- [Work order]:
Among the entries that follow, find every line with the word "StdoutNotifier" and list it.

Supplied material: Begin

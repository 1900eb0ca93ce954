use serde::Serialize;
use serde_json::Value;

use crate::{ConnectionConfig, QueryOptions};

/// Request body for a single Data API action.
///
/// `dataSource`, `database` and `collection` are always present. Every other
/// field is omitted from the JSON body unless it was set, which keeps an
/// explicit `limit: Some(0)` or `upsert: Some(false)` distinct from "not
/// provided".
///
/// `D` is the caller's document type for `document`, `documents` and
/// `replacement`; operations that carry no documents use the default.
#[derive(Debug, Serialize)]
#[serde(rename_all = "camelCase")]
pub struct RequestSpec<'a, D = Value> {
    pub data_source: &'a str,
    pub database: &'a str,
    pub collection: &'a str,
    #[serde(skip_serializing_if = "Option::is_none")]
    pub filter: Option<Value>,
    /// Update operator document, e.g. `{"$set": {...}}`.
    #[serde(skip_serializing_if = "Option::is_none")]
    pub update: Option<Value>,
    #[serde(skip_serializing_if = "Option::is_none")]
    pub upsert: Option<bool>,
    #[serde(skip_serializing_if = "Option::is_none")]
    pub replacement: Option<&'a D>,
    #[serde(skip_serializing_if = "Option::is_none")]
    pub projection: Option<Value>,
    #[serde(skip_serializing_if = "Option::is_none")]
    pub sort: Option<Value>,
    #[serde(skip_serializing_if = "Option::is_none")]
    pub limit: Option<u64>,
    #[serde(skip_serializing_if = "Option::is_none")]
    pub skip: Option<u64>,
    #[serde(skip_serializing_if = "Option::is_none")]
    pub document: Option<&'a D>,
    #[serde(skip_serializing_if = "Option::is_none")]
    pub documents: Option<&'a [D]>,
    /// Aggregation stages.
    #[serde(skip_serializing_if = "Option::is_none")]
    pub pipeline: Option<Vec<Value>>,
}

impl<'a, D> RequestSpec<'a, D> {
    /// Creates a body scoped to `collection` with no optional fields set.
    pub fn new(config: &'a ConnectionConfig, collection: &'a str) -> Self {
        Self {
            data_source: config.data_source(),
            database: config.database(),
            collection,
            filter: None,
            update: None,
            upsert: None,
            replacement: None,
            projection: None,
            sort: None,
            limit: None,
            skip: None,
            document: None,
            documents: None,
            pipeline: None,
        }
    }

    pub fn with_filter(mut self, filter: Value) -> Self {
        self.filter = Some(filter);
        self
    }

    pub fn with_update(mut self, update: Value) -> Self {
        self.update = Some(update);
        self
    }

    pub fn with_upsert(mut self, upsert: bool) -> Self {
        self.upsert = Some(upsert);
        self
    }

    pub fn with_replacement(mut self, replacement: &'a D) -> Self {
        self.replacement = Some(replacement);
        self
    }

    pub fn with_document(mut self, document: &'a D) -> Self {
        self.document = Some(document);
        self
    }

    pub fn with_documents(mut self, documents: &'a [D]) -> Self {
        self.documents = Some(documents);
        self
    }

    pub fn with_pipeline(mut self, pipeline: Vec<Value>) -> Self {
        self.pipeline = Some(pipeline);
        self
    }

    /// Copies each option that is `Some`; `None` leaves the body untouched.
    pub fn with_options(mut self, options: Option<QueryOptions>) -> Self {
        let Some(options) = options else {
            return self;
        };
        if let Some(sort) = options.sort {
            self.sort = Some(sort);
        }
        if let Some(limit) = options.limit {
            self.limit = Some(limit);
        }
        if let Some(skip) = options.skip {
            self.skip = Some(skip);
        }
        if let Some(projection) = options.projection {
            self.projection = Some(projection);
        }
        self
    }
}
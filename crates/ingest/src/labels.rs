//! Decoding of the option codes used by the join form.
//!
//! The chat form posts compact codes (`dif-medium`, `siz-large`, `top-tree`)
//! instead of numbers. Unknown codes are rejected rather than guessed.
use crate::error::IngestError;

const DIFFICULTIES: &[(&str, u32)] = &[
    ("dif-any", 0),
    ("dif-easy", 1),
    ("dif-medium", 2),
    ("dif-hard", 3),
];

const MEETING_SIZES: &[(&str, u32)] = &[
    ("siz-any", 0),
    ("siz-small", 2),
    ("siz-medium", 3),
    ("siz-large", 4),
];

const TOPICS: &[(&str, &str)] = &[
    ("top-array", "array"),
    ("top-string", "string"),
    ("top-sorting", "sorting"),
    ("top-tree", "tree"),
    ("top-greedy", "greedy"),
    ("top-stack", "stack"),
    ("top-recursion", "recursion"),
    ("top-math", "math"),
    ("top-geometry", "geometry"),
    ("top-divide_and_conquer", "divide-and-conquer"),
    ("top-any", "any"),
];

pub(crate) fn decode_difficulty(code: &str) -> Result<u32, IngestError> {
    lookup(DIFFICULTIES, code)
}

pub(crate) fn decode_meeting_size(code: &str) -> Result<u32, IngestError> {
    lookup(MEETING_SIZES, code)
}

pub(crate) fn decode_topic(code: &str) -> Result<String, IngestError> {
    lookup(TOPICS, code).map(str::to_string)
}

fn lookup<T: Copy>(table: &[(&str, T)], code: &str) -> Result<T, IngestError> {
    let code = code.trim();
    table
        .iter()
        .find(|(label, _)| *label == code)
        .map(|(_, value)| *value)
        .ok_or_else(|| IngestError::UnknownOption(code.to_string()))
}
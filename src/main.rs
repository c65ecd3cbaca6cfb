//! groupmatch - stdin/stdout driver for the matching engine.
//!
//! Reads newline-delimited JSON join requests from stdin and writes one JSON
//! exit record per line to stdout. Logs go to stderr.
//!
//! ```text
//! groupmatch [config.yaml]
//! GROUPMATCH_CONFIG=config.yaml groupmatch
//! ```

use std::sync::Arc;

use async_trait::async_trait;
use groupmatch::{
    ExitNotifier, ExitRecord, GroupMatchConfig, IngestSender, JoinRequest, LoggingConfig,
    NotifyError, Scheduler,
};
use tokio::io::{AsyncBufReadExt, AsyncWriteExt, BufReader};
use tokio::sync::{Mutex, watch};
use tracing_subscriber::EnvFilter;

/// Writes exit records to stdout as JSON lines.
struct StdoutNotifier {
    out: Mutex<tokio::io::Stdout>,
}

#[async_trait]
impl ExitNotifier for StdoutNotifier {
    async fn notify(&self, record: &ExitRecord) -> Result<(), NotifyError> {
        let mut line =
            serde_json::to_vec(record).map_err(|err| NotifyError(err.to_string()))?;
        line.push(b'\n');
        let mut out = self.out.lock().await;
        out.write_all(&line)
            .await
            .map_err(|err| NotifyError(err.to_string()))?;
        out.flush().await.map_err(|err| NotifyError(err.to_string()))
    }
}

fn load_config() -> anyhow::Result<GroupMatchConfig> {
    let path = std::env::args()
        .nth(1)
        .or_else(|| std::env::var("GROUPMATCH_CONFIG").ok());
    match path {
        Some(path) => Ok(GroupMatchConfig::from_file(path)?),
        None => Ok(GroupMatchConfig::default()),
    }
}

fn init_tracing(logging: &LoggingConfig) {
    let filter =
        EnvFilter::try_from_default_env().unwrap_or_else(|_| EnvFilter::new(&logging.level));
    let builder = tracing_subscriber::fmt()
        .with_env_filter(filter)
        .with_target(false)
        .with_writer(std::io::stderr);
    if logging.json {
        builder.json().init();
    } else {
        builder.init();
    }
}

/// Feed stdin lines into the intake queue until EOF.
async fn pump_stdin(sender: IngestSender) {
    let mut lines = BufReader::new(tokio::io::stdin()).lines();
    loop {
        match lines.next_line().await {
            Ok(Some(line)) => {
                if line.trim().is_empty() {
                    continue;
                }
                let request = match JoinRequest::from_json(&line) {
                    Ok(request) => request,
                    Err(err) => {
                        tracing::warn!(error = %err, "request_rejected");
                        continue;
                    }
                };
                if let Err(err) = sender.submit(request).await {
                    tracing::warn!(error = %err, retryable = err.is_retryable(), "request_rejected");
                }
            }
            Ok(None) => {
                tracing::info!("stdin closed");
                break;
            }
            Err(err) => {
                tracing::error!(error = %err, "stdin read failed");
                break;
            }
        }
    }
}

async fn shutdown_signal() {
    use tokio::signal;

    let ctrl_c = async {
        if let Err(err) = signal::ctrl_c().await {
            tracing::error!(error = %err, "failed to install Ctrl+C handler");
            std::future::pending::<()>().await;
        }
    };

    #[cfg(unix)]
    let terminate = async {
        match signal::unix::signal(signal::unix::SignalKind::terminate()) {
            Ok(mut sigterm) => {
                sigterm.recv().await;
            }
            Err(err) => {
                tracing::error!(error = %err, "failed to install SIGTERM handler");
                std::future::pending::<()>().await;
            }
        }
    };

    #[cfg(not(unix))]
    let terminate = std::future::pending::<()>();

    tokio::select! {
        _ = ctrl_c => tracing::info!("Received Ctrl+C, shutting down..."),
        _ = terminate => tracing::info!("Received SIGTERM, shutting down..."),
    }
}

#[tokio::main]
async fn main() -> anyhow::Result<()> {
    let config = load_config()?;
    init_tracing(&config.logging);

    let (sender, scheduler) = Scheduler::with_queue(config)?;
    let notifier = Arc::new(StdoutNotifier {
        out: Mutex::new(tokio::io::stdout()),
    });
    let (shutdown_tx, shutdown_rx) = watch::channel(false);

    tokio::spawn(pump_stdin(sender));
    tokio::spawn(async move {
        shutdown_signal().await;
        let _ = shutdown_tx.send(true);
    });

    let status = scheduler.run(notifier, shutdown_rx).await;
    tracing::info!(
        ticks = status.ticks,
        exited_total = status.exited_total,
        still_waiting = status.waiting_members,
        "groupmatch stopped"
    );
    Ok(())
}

Supplied material: End

- [Completed task]:
struct StdoutNotifier {
impl ExitNotifier for StdoutNotifier {
    let notifier = Arc::new(StdoutNotifier {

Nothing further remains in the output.